While these doctors may fall into the cosmetic surgery field, they are undoubtably highly trained professionals who have achieved board certification. General plastic surgeons have legitimate claims as specialists, as they provide expert care for all aesthetic and necessary procedures for reconstructive surgery. 


Facial Plastic Surgeons

Facial plastic surgery is multifaceted and works to solve issues that necessitate fixing and at times will increase a patient’s physical appearance. P. Daniel Ward MD points out that these procedures are committed to reconstructing defects that stem from birth disorders, trauma, burns and disease, while the more aesthetic procedures being facelifts and rhinoplasty.
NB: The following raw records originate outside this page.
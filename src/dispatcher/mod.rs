pub mod executor;
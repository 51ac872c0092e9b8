use prometheus::{Encoder, HistogramOpts, HistogramVec, IntCounter, IntCounterVec, Opts, Registry, TextEncoder};
use tracing::info;
use std::path::Path;
use std::sync::Arc;
use tokio::sync::OnceCell;


// Declare the static OnceCell to hold the Metrics.
static METRICS_INSTANCE: OnceCell<Arc<Metrics>> = OnceCell::const_new();

/// Asynchronously initializes and gets a reference to the static `Metrics`.
pub async fn get_metrics() -> &'static Arc<Metrics> {
    METRICS_INSTANCE.get_or_init(|| async {
        info!("Initializing Metrics ...");
        Metrics::new()}
    ).await
}


#[derive(Clone)]
pub struct Metrics {
    pub registry: Registry,

    // Token metrics
    pub token_fetch_requests: IntCounter,
    pub token_fetch_failures: IntCounterVec,

    // Operation metrics
    pub operation_requests: IntCounterVec,
    pub operation_failures: IntCounterVec,
    pub operation_duration: HistogramVec,

    // Items
    pub items_processed: IntCounterVec,

    // Config
    pub config_validation_errors: IntCounter,
}

impl Metrics {
    fn new() -> Arc<Self> {
        let registry = Registry::new_custom(Some("audienceagent".into()), None).unwrap();

        let metrics: Arc<Metrics> = Arc::new(Self {
            // Token
            token_fetch_requests: IntCounter::new("token_fetch_requests_total", "Total client-credentials token requests").unwrap(),
            token_fetch_failures: IntCounterVec::new(Opts::new("token_fetch_failures_total", "Token request failures by reason"), &["reason"]).unwrap(),

            // Operation
            operation_requests: IntCounterVec::new(Opts::new("operation_requests_total", "Audience API calls by operation"), &["operation", "method"]).unwrap(),
            operation_failures: IntCounterVec::new(Opts::new("operation_failures_total", "Audience operation failures by reason"), &["operation", "reason"]).unwrap(),
            operation_duration: HistogramVec::new(HistogramOpts::new("operation_duration_seconds", "Audience API call duration seconds").buckets(vec![0.05, 0.1, 0.25, 0.5, 1.0, 2.5, 5.0, 10.0]), &["operation"]).unwrap(),

            items_processed: IntCounterVec::new(Opts::new("items_processed_total", "Input items by outcome"), &["outcome"]).unwrap(),

            config_validation_errors: IntCounter::new("config_validation_errors_total", "Validation errors during startup").unwrap(),

            registry,
        });

        // Register all metrics in the registry
        let reg = &metrics.registry;
        reg.register(Box::new(metrics.token_fetch_requests.clone())).unwrap();
        reg.register(Box::new(metrics.token_fetch_failures.clone())).unwrap();
        reg.register(Box::new(metrics.operation_requests.clone())).unwrap();
        reg.register(Box::new(metrics.operation_failures.clone())).unwrap();
        reg.register(Box::new(metrics.operation_duration.clone())).unwrap();
        reg.register(Box::new(metrics.items_processed.clone())).unwrap();
        reg.register(Box::new(metrics.config_validation_errors.clone())).unwrap();

        metrics
    }

    /// Prometheus text exposition of every registered metric
    pub fn render(&self) -> anyhow::Result<String> {
        let mut buffer = Vec::new();
        TextEncoder::new().encode(&self.registry.gather(), &mut buffer)?;
        Ok(String::from_utf8(buffer)?)
    }

    /// Write the exposition to `path` (node-exporter textfile collector format)
    pub async fn write_textfile(&self, path: &Path) -> anyhow::Result<()> {
        let rendered = self.render()?;
        // write-then-rename so collectors never read a partial file
        let tmp = path.with_extension("prom.tmp");
        tokio::fs::write(&tmp, rendered).await?;
        tokio::fs::rename(&tmp, path).await?;
        Ok(())
    }
}

#[cfg(test)]
mod tests {
    use super::*;

    #[tokio::test]
    async fn textfile_contains_namespaced_metrics() {
        let metrics = get_metrics().await;
        metrics.token_fetch_requests.inc();
        metrics.items_processed.with_label_values(&["success"]).inc();

        let dir = tempfile::tempdir().unwrap();
        let path = dir.path().join("agent.prom");
        metrics.write_textfile(&path).await.unwrap();

        let content = std::fs::read_to_string(&path).unwrap();
        assert!(content.contains("audienceagent_token_fetch_requests_total"));
        assert!(content.contains("audienceagent_items_processed_total{outcome=\"success\"}"));
        assert!(!dir.path().join("agent.prom.tmp").exists());
    }
}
A few forms of facial plastic surgery include burn repair surgery, congenital defect repair (cleft palate, extremity defect repair), and scar revision surgery. 

Physicians can earn board certification in plastic surgery either through unified residency training that equates to six years – three years for general surgery and another three years for plastic surgery – or via a five-year residency program for general surgery in a separate institution. Picking the latter will still require you to finish the three-year plastic surgery residency program afterwards. To receive a seat for a certification exam of the American Board of Plastic Surgery, P. Daniel Ward says you must have 150 cosmetic surgery procedures under your belt. Should you pursue a career as a cosmetic surgeon, you will first have to conquer the training within a plastic surgery program, a steppingstone along the way. 

P. Daniel Ward MD’s Key Takeaways

The distinction between cosmetic and plastic surgery lays within the procedure being conducted. As P. Daniel Ward has shared, cosmetic plastic surgery is used to improve appearance, whereas, functional or reconstructive plastic surgery is used to address a medical issue that requires correction. Cosmetic surgeons are not board certified by the American Board of Medical Specialties. P Daniel Ward MD recommends that you make sure your surgeon is board certified by the American Board of Medical Specialties and that you should also look for additional training and expertise. For a facial procedure, he recommends that you look for a double board-certified facial plastic surgeon who performs many of the procedures in which you are interested in pursuing. In addition, Dr. P Daniel Ward recommends taking time when consulting you’re your plastic surgeon to find the one that is best suited for your needs with their skill set and experience.